Items from a data source:
use crate::http::request::{Method, Request, RequestBuilder, Version};
use crate::http::response::StatusCode;
use std::fmt;

/// Default cap on the request line plus headers.
pub const DEFAULT_MAX_HEADER_BYTES: usize = 64 * 1024;
/// Default cap on a declared Content-Length.
pub const DEFAULT_MAX_BODY_BYTES: usize = 8 * 1024 * 1024;

/// Size limits applied while parsing a request.
#[derive(Debug, Clone, Copy, PartialEq, Eq)]
pub struct ParseLimits {
    pub max_header_bytes: usize,
    pub max_body_bytes: usize,
}

impl Default for ParseLimits {
    fn default() -> Self {
        Self {
            max_header_bytes: DEFAULT_MAX_HEADER_BYTES,
            max_body_bytes: DEFAULT_MAX_BODY_BYTES,
        }
    }
}

#[derive(Debug, Clone, PartialEq, Eq)]
pub enum ParseError {
    /// Request line is not `METHOD SP target SP version`
    InvalidRequest,
    InvalidMethod,
    InvalidTarget,
    InvalidVersion,
    InvalidHeader,
    InvalidContentLength,
    /// Chunked or other transfer codings are not supported
    UnsupportedTransferEncoding,
    HeadersTooLarge,
    /// Declared Content-Length exceeds the body limit
    PayloadTooLarge,
    /// More bytes are needed
    Incomplete,
}

impl ParseError {
    /// Every variant except `Incomplete` is fatal for the connection.
    pub fn is_incomplete(&self) -> bool {
        matches!(self, ParseError::Incomplete)
    }

    /// Status the server answers with when it rejects a request.
    pub fn status(&self) -> StatusCode {
        match self {
            ParseError::HeadersTooLarge => StatusCode::RequestHeaderFieldsTooLarge,
            ParseError::PayloadTooLarge => StatusCode::PayloadTooLarge,
            ParseError::UnsupportedTransferEncoding => StatusCode::NotImplemented,
            _ => StatusCode::BadRequest,
        }
    }
}

impl fmt::Display for ParseError {
    fn fmt(&self, f: &mut fmt::Formatter<'_>) -> fmt::Result {
        let msg = match self {
            ParseError::InvalidRequest => "malformed request line",
            ParseError::InvalidMethod => "invalid method token",
            ParseError::InvalidTarget => "invalid request target",
            ParseError::InvalidVersion => "invalid protocol version",
            ParseError::InvalidHeader => "malformed header line",
            ParseError::InvalidContentLength => "invalid Content-Length",
            ParseError::UnsupportedTransferEncoding => "transfer encodings are not supported",
            ParseError::HeadersTooLarge => "request header block too large",
            ParseError::PayloadTooLarge => "request body too large",
            ParseError::Incomplete => "incomplete request",
        };
        f.write_str(msg)
    }
}

impl std::error::Error for ParseError {}

/// Parse one request from the front of `buf`.
///
/// Lines may end in CRLF or a bare LF. On success returns the request and
/// the number of bytes it occupied, so the caller can drain them and keep
/// any pipelined bytes. Returns `ParseError::Incomplete` while the header
/// block or the declared body is still partial.
pub fn parse_http_request(
    buf: &[u8],
    limits: &ParseLimits,
) -> Result<(Request, usize), ParseError> {
    // Stray empty lines before a request line are allowed (RFC 7230 3.5)
    let mut start = 0;
    loop {
        let rest = &buf[start..];
        if rest.starts_with(b"\r\n") {
            start += 2;
        } else if rest.starts_with(b"\n") {
            start += 1;
        } else {
            break;
        }
    }
    let buf_rest = &buf[start..];

    let (headers_end, body_start) = match find_headers_end(buf_rest) {
        Some(bounds) => bounds,
        None if buf_rest.len() > limits.max_header_bytes => {
            return Err(ParseError::HeadersTooLarge);
        }
        None => return Err(ParseError::Incomplete),
    };
    if headers_end > limits.max_header_bytes {
        return Err(ParseError::HeadersTooLarge);
    }

    // Drop the terminator of the last header line before splitting
    let header_bytes = &buf_rest[..headers_end - 1];
    let body_bytes = &buf_rest[body_start..];
    let mut lines = header_bytes.split(|&b| b == b'\n').map(strip_cr);

    // Request line
    let request_line = lines.next().ok_or(ParseError::InvalidRequest)?;
    let request_line = std::str::from_utf8(request_line).map_err(|_| ParseError::InvalidRequest)?;
    let (method, target, version) = parse_request_line(request_line)?;

    // Headers
    let mut headers: Vec<(String, String)> = Vec::new();
    for line in lines {
        if matches!(line.first(), Some(b' ' | b'\t')) {
            // obs-fold: continuation of the previous value
            let (_, value) = headers.last_mut().ok_or(ParseError::InvalidHeader)?;
            let more = field_value(line)?;
            if !more.is_empty() {
                if !value.is_empty() {
                    value.push(' ');
                }
                value.push_str(&more);
            }
            continue;
        }

        let colon = line
            .iter()
            .position(|&b| b == b':')
            .ok_or(ParseError::InvalidHeader)?;
        let name = std::str::from_utf8(&line[..colon])
            .ok()
            .filter(|name| is_token(name))
            .ok_or(ParseError::InvalidHeader)?;
        headers.push((name.to_string(), field_value(&line[colon + 1..])?));
    }

    if headers
        .iter()
        .any(|(k, _)| k.eq_ignore_ascii_case("Transfer-Encoding"))
    {
        return Err(ParseError::UnsupportedTransferEncoding);
    }

    // Body
    let content_length = content_length(&headers)?;
    if content_length > limits.max_body_bytes {
        return Err(ParseError::PayloadTooLarge);
    }
    if body_bytes.len() < content_length {
        return Err(ParseError::Incomplete);
    }

    let mut builder = RequestBuilder::new()
        .method(method)
        .target(target)
        .version(version)
        .body(body_bytes[..content_length].to_vec());
    for (name, value) in headers {
        builder = builder.header(name, value);
    }
    let request = builder.build().map_err(|_| ParseError::InvalidRequest)?;

    let total_consumed = start + body_start + content_length;
    Ok((request, total_consumed))
}

fn parse_request_line(line: &str) -> Result<(Method, &str, Version), ParseError> {
    let mut parts = line.split(' ');
    let (Some(method), Some(target), Some(version), None) =
        (parts.next(), parts.next(), parts.next(), parts.next())
    else {
        return Err(ParseError::InvalidRequest);
    };

    if !is_token(method) {
        return Err(ParseError::InvalidMethod);
    }
    if target.is_empty() || target.bytes().any(|b| b.is_ascii_control()) {
        return Err(ParseError::InvalidTarget);
    }
    let version = parse_version(version).ok_or(ParseError::InvalidVersion)?;

    Ok((Method::from_token(method), target, version))
}

fn parse_version(s: &str) -> Option<Version> {
    let digits = s.strip_prefix("HTTP/")?.as_bytes();
    match digits {
        [major, b'.', minor] if major.is_ascii_digit() && minor.is_ascii_digit() => Some(Version {
            major: major - b'0',
            minor: minor - b'0',
        }),
        _ => None,
    }
}

/// All Content-Length headers must agree; absent means no body.
fn content_length(headers: &[(String, String)]) -> Result<usize, ParseError> {
    let mut length = None;
    for (_, value) in headers
        .iter()
        .filter(|(k, _)| k.eq_ignore_ascii_case("Content-Length"))
    {
        if value.is_empty() || !value.bytes().all(|b| b.is_ascii_digit()) {
            return Err(ParseError::InvalidContentLength);
        }
        let parsed: usize = value
            .parse()
            .map_err(|_| ParseError::InvalidContentLength)?;
        match length {
            Some(prev) if prev != parsed => return Err(ParseError::InvalidContentLength),
            _ => length = Some(parsed),
        }
    }
    Ok(length.unwrap_or(0))
}

/// Finds the empty line closing the header block.
///
/// Returns where that line starts and where the body starts.
fn find_headers_end(buf: &[u8]) -> Option<(usize, usize)> {
    let mut line_start = 0;
    for (i, &b) in buf.iter().enumerate() {
        if b != b'\n' {
            continue;
        }
        if strip_cr(&buf[line_start..i]).is_empty() {
            return Some((line_start, i + 1));
        }
        line_start = i + 1;
    }
    None
}

fn strip_cr(line: &[u8]) -> &[u8] {
    line.strip_suffix(b"\r").unwrap_or(line)
}

fn trim_ows(mut s: &[u8]) -> &[u8] {
    while let [b' ' | b'\t', rest @ ..] = s {
        s = rest;
    }
    while let [rest @ .., b' ' | b'\t'] = s {
        s = rest;
    }
    s
}

/// Validates a raw field value and decodes it.
///
/// obs-text bytes are kept: values that are not UTF-8 are read as Latin-1.
fn field_value(raw: &[u8]) -> Result<String, ParseError> {
    let value = trim_ows(raw);
    if !value.iter().all(|&b| is_field_value_byte(b)) {
        return Err(ParseError::InvalidHeader);
    }
    Ok(match std::str::from_utf8(value) {
        Ok(s) => s.to_string(),
        Err(_) => value.iter().map(|&b| b as char).collect(),
    })
}

/// RFC 7230 field-value byte: VCHAR, obs-text, SP or HTAB.
pub(crate) fn is_field_value_byte(b: u8) -> bool {
    matches!(b, b'\t' | b' ' | 0x21..=0x7e | 0x80..=0xff)
}

/// RFC 7230 `token`: one or more tchar.
pub(crate) fn is_token(s: &str) -> bool {
    !s.is_empty()
        && s.bytes().all(|b| {
            b.is_ascii_alphanumeric()
                || matches!(
                    b,
                    b'!' | b'#'
                        | b'$'
                        | b'%'
                        | b'&'
                        | b'\''
                        | b'*'
                        | b'+'
                        | b'-'
                        | b'.'
                        | b'^'
                        | b'_'
                        | b'`'
                        | b'|'
                        | b'~'
                )
        })
}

- **BRIEF**:
From the entries above, list each line with "block" in it.

- **SOLUTION TO THIS TASK**:
            ParseError::HeadersTooLarge => "request header block too large",
/// block or the declared body is still partial.
/// Finds the empty line closing the header block.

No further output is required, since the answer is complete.